Task instructions: Each of the records that follow needs an exact reproduction.

Supplied material:
━━━━━━━━━━

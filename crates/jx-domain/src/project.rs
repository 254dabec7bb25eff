//! The project context: configuration, workspaces, dependency metadata, and
//! the host-persisted custom-data bag.

use std::{collections::BTreeMap, path::PathBuf};

use serde::{Deserialize, Serialize};

use crate::locator::{Ident, Locator};

/// Which linking strategy materialises `node_modules`.
#[derive(Clone, Copy, Debug, PartialEq, Eq, Serialize, Deserialize)]
#[serde(rename_all = "kebab-case")]
pub enum NodeLinker {
    Pnpm,
    NodeModules,
    Pnp,
}

impl NodeLinker {
    #[must_use]
    pub fn as_str(self) -> &'static str {
        match self {
            Self::Pnpm => "pnpm",
            Self::NodeModules => "node-modules",
            Self::Pnp => "pnp",
        }
    }
}

#[derive(Clone, Debug)]
pub struct Configuration {
    pub node_linker: NodeLinker,
    pub enable_scripts: bool,
}

impl Default for Configuration {
    fn default() -> Self {
        Self {
            node_linker: NodeLinker::Pnpm,
            enable_scripts: true,
        }
    }
}

/// Per-dependency install settings carried by the project manifest.
#[derive(Clone, Debug, Default, PartialEq, Eq, Serialize, Deserialize)]
#[serde(default)]
pub struct DependencyMeta {
    pub built: Option<bool>,
}

/// A project-local package linked in place rather than through the store.
#[derive(Clone, Debug)]
pub struct Workspace {
    pub cwd: PathBuf,
    pub locator: Locator,
}

#[derive(Debug, Default)]
pub struct Project {
    pub cwd: PathBuf,
    pub configuration: Configuration,
    /// Keyed by `name` or `name@version`; the versioned entry wins.
    dependencies_meta: BTreeMap<String, DependencyMeta>,
    workspaces: BTreeMap<String, Workspace>,
    /// Persisted between installs by the host, keyed by component.
    pub installers_custom_data: BTreeMap<String, serde_json::Value>,
}

impl Project {
    pub fn new(cwd: impl Into<PathBuf>, configuration: Configuration) -> Self {
        Self {
            cwd: cwd.into(),
            configuration,
            ..Self::default()
        }
    }

    pub fn set_dependency_meta(&mut self, key: impl Into<String>, meta: DependencyMeta) {
        self.dependencies_meta.insert(key.into(), meta);
    }

    pub fn add_workspace(&mut self, workspace: Workspace) {
        self.workspaces
            .insert(workspace.locator.locator_hash(), workspace);
    }

    /// Merge the bare `name` entry with the `name@version` entry.
    pub fn get_dependency_meta(&self, ident: &Ident, version: Option<&str>) -> DependencyMeta {
        let mut merged = self
            .dependencies_meta
            .get(&ident.to_string())
            .cloned()
            .unwrap_or_default();
        if let Some(version) = version {
            if let Some(specific) = self.dependencies_meta.get(&format!("{ident}@{version}")) {
                if specific.built.is_some() {
                    merged.built = specific.built;
                }
            }
        }
        merged
    }

    /// Look up the workspace behind a locator, seeing through virtual
    /// instances.
    pub fn try_workspace_by_locator(&self, locator: &Locator) -> Option<&Workspace> {
        let locator = if locator.is_virtual() {
            locator.devirtualize()
        } else {
            locator.clone()
        };
        self.workspaces.get(&locator.locator_hash())
    }
}
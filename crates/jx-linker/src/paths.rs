//! Path algebra for the on-disk store layout.

use std::path::{Path, PathBuf};

use jx_domain::{slugify_locator, Ident, Locator, Project};

pub const NODE_MODULES: &str = "node_modules";
pub const STORE_DIR: &str = ".store";

/// Root `node_modules` directory of the project.
pub fn node_modules_root(project: &Project) -> PathBuf {
    project.cwd.join(NODE_MODULES)
}

/// Store directory holding one entry per hard-linked package.
pub fn store_root(project: &Project) -> PathBuf {
    node_modules_root(project).join(STORE_DIR)
}

/// Vendor subpath of a package inside its own store entry.
pub fn vendor_path(ident: &Ident) -> PathBuf {
    Path::new(NODE_MODULES).join(ident.to_string())
}

/// On-disk location of a hard-linked package.
///
/// With a self-reference the package sits at the exact path it would occupy as
/// someone else's dependency, so resolving its own name from inside works.
pub fn package_location(
    locator: &Locator,
    project: &Project,
    create_self_reference: bool,
) -> PathBuf {
    let entry = store_root(project).join(slugify_locator(locator));
    if create_self_reference {
        entry.join(vendor_path(&locator.ident))
    } else {
        entry
    }
}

━━━━━━━━━━

Answer box:
filename crates/jx-domain/src/project.rs
repository 254dabec7bb25eff
//! The project context: configuration, workspaces, dependency metadata, and
//! the host-persisted custom-data bag.

use std::{collections::BTreeMap, path::PathBuf};

use serde::{Deserialize, Serialize};

use crate::locator::{Ident, Locator};

/// Which linking strategy materialises `node_modules`.
#[derive(Clone, Copy, Debug, PartialEq, Eq, Serialize, Deserialize)]
#[serde(rename_all = "kebab-case")]
pub enum NodeLinker {
    Pnpm,
    NodeModules,
    Pnp,
}

impl NodeLinker {
    #[must_use]
    pub fn as_str(self) -> &'static str {
        match self {
            Self::Pnpm => "pnpm",
            Self::NodeModules => "node-modules",
            Self::Pnp => "pnp",
        }
    }
}

#[derive(Clone, Debug)]
pub struct Configuration {
    pub node_linker: NodeLinker,
    pub enable_scripts: bool,
}

impl Default for Configuration {
    fn default() -> Self {
        Self {
            node_linker: NodeLinker::Pnpm,
            enable_scripts: true,
        }
    }
}

/// Per-dependency install settings carried by the project manifest.
#[derive(Clone, Debug, Default, PartialEq, Eq, Serialize, Deserialize)]
#[serde(default)]
pub struct DependencyMeta {
    pub built: Option<bool>,
}

/// A project-local package linked in place rather than through the store.
#[derive(Clone, Debug)]
pub struct Workspace {
    pub cwd: PathBuf,
    pub locator: Locator,
}

#[derive(Debug, Default)]
pub struct Project {
    pub cwd: PathBuf,
    pub configuration: Configuration,
    /// Keyed by `name` or `name@version`; the versioned entry wins.
    dependencies_meta: BTreeMap<String, DependencyMeta>,
    workspaces: BTreeMap<String, Workspace>,
    /// Persisted between installs by the host, keyed by component.
    pub installers_custom_data: BTreeMap<String, serde_json::Value>,
}

impl Project {
    pub fn new(cwd: impl Into<PathBuf>, configuration: Configuration) -> Self {
        Self {
            cwd: cwd.into(),
            configuration,
            ..Self::default()
        }
    }

    pub fn set_dependency_meta(&mut self, key: impl Into<String>, meta: DependencyMeta) {
        self.dependencies_meta.insert(key.into(), meta);
    }

    pub fn add_workspace(&mut self, workspace: Workspace) {
        self.workspaces
            .insert(workspace.locator.locator_hash(), workspace);
    }

    /// Merge the bare `name` entry with the `name@version` entry.
    pub fn get_dependency_meta(&self, ident: &Ident, version: Option<&str>) -> DependencyMeta {
        let mut merged = self
            .dependencies_meta
            .get(&ident.to_string())
            .cloned()
            .unwrap_or_default();
        if let Some(version) = version {
            if let Some(specific) = self.dependencies_meta.get(&format!("{ident}@{version}")) {
                if specific.built.is_some() {
                    merged.built = specific.built;
                }
            }
        }
        merged
    }

    /// Look up the workspace behind a locator, seeing through virtual
    /// instances.
    pub fn try_workspace_by_locator(&self, locator: &Locator) -> Option<&Workspace> {
        let locator = if locator.is_virtual() {
            locator.devirtualize()
        } else {
            locator.clone()
        };
        self.workspaces.get(&locator.locator_hash())
    }
}
filename crates/jx-linker/src/paths.rs
//! Path algebra for the on-disk store layout.

use std::path::{Path, PathBuf};

use jx_domain::{slugify_locator, Ident, Locator, Project};

pub const NODE_MODULES: &str = "node_modules";
pub const STORE_DIR: &str = ".store";

/// Root `node_modules` directory of the project.
pub fn node_modules_root(project: &Project) -> PathBuf {
    project.cwd.join(NODE_MODULES)
}

/// Store directory holding one entry per hard-linked package.
pub fn store_root(project: &Project) -> PathBuf {
    node_modules_root(project).join(STORE_DIR)
}

/// Vendor subpath of a package inside its own store entry.
pub fn vendor_path(ident: &Ident) -> PathBuf {
    Path::new(NODE_MODULES).join(ident.to_string())
}

/// On-disk location of a hard-linked package.
///
/// With a self-reference the package sits at the exact path it would occupy as
/// someone else's dependency, so resolving its own name from inside works.
pub fn package_location(
    locator: &Locator,
    project: &Project,
    create_self_reference: bool,
) -> PathBuf {
    let entry = store_root(project).join(slugify_locator(locator));
    if create_self_reference {
        entry.join(vendor_path(&locator.ident))
    } else {
        entry
    }
}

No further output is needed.